MATERIALS PROVIDED Block Start
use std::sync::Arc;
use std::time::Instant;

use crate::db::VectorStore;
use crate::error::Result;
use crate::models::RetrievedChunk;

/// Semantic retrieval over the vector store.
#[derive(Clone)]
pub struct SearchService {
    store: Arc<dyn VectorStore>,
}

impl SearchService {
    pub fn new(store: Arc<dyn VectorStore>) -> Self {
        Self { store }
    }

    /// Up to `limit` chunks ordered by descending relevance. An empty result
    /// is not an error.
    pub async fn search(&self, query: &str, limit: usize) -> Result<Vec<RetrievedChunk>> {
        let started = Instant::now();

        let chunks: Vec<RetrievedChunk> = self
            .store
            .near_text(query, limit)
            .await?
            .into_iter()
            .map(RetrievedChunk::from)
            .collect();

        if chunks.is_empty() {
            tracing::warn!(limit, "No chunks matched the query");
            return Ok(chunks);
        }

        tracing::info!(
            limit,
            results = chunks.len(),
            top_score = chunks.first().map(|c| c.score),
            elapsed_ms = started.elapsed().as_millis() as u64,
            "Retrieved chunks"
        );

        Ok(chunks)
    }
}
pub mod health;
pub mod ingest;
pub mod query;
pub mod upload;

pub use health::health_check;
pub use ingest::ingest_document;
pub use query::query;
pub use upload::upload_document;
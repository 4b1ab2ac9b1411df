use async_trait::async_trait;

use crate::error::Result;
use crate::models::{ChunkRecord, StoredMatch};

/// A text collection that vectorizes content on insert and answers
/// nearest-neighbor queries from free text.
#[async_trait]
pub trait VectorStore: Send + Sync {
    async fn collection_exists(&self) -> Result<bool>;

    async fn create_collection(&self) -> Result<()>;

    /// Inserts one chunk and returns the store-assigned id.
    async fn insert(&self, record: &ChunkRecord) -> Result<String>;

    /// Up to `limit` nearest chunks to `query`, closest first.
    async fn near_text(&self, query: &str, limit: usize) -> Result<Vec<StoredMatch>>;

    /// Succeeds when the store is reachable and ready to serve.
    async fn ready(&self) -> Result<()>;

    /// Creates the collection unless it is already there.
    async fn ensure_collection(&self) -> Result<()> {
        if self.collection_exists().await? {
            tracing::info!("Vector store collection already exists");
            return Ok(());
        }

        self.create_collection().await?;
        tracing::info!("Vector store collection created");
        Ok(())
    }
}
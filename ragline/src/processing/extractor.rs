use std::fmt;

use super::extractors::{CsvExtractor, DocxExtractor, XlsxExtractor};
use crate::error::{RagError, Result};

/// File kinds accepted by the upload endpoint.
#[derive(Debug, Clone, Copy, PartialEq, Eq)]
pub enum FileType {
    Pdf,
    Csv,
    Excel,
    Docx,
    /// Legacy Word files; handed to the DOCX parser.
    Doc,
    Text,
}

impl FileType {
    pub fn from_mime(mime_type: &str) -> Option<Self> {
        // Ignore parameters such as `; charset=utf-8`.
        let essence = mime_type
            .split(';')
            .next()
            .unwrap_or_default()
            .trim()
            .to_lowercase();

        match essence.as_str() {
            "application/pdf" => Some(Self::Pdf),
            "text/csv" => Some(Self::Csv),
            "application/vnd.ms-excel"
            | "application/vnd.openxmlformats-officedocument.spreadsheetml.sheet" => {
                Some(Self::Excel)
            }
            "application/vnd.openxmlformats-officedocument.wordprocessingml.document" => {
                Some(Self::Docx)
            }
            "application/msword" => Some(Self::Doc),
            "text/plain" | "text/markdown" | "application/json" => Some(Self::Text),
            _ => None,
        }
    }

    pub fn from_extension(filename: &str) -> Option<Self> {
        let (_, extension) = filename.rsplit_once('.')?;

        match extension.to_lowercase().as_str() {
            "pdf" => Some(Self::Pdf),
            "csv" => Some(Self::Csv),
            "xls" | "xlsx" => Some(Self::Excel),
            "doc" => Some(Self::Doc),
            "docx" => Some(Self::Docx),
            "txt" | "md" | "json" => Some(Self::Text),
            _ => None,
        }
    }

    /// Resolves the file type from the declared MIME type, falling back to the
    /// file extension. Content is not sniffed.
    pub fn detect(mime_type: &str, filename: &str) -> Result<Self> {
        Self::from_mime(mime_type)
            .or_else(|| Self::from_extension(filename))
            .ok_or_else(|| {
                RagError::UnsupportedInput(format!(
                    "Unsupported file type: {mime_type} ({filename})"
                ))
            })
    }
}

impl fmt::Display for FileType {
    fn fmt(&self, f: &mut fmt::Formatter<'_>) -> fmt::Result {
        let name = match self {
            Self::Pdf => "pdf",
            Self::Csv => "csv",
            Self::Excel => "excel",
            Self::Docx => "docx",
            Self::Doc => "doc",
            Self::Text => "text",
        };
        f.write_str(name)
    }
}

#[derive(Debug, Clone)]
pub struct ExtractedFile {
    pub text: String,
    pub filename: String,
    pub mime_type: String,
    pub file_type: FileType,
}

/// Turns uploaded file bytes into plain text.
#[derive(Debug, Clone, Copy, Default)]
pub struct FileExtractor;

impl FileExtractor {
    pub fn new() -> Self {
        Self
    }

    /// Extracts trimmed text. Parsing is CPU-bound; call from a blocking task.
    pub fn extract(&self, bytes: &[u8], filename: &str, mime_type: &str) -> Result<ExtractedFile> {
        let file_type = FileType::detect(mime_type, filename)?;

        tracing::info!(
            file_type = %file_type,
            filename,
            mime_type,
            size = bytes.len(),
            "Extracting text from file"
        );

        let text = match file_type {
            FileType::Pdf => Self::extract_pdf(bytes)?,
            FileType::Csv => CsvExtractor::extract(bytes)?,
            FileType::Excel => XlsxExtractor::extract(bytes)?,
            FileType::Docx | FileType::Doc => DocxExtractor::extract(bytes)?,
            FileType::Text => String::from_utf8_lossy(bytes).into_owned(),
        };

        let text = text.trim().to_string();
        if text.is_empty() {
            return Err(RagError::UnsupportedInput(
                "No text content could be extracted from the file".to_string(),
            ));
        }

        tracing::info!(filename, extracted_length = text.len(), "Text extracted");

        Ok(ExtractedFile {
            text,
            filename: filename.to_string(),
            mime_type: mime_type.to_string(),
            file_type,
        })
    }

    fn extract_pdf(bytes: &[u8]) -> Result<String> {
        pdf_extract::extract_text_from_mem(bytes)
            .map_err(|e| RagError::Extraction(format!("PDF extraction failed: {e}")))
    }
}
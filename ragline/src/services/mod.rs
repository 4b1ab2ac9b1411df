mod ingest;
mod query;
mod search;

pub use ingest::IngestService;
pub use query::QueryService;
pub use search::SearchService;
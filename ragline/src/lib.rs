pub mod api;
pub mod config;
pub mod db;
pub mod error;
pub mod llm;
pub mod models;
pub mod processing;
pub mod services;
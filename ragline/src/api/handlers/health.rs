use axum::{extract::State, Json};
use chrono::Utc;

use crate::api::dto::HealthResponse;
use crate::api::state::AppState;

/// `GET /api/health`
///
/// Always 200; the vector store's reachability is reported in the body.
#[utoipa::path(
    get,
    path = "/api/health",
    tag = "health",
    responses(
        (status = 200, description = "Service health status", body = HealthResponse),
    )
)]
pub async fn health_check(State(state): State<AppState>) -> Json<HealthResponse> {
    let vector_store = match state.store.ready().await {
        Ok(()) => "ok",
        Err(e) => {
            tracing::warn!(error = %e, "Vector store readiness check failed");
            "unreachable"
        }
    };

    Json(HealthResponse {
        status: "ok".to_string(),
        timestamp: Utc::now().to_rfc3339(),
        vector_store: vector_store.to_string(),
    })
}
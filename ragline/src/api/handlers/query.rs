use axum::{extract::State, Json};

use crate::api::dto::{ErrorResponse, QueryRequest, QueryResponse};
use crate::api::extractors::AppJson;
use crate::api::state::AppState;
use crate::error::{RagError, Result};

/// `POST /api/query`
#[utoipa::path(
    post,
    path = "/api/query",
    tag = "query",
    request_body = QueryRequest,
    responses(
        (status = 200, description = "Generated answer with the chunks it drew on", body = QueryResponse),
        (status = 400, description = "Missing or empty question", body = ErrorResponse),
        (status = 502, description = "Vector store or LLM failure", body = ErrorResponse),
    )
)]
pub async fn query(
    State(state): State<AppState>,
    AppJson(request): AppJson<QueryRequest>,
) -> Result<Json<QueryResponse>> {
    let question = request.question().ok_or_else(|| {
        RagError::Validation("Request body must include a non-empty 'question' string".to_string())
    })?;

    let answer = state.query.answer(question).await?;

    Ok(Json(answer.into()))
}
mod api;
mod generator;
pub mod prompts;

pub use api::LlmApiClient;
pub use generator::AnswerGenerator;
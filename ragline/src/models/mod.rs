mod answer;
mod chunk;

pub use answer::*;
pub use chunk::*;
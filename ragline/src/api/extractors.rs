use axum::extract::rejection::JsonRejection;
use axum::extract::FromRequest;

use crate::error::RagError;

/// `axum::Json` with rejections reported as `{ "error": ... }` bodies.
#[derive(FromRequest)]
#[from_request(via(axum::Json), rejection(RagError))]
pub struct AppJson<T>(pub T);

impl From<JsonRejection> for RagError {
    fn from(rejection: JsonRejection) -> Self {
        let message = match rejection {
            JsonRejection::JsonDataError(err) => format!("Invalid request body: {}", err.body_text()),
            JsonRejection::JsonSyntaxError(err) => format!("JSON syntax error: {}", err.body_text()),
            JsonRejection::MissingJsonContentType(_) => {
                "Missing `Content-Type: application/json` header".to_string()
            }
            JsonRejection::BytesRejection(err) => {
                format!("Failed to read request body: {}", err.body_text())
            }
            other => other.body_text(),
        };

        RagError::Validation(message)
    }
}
MATERIALS PROVIDED Block End
WORK TO COMPLETE
All that should appear in the response is the run of lines from the first line of the entries through the line containing "nearest chunks to", copied exactly.

TASK SOLUTION
use std::sync::Arc;
use std::time::Instant;

use crate::db::VectorStore;
use crate::error::Result;
use crate::models::RetrievedChunk;

/// Semantic retrieval over the vector store.
#[derive(Clone)]
pub struct SearchService {
    store: Arc<dyn VectorStore>,
}

impl SearchService {
    pub fn new(store: Arc<dyn VectorStore>) -> Self {
        Self { store }
    }

    /// Up to `limit` chunks ordered by descending relevance. An empty result
    /// is not an error.
    pub async fn search(&self, query: &str, limit: usize) -> Result<Vec<RetrievedChunk>> {
        let started = Instant::now();

        let chunks: Vec<RetrievedChunk> = self
            .store
            .near_text(query, limit)
            .await?
            .into_iter()
            .map(RetrievedChunk::from)
            .collect();

        if chunks.is_empty() {
            tracing::warn!(limit, "No chunks matched the query");
            return Ok(chunks);
        }

        tracing::info!(
            limit,
            results = chunks.len(),
            top_score = chunks.first().map(|c| c.score),
            elapsed_ms = started.elapsed().as_millis() as u64,
            "Retrieved chunks"
        );

        Ok(chunks)
    }
}
pub mod health;
pub mod ingest;
pub mod query;
pub mod upload;

pub use health::health_check;
pub use ingest::ingest_document;
pub use query::query;
pub use upload::upload_document;
repository 4b1ab2ac9b1411df
use async_trait::async_trait;

use crate::error::Result;
use crate::models::{ChunkRecord, StoredMatch};

/// A text collection that vectorizes content on insert and answers
/// nearest-neighbor queries from free text.
#[async_trait]
pub trait VectorStore: Send + Sync {
    async fn collection_exists(&self) -> Result<bool>;

    async fn create_collection(&self) -> Result<()>;

    /// Inserts one chunk and returns the store-assigned id.
    async fn insert(&self, record: &ChunkRecord) -> Result<String>;

    /// Up to `limit` nearest chunks to `query`, closest first.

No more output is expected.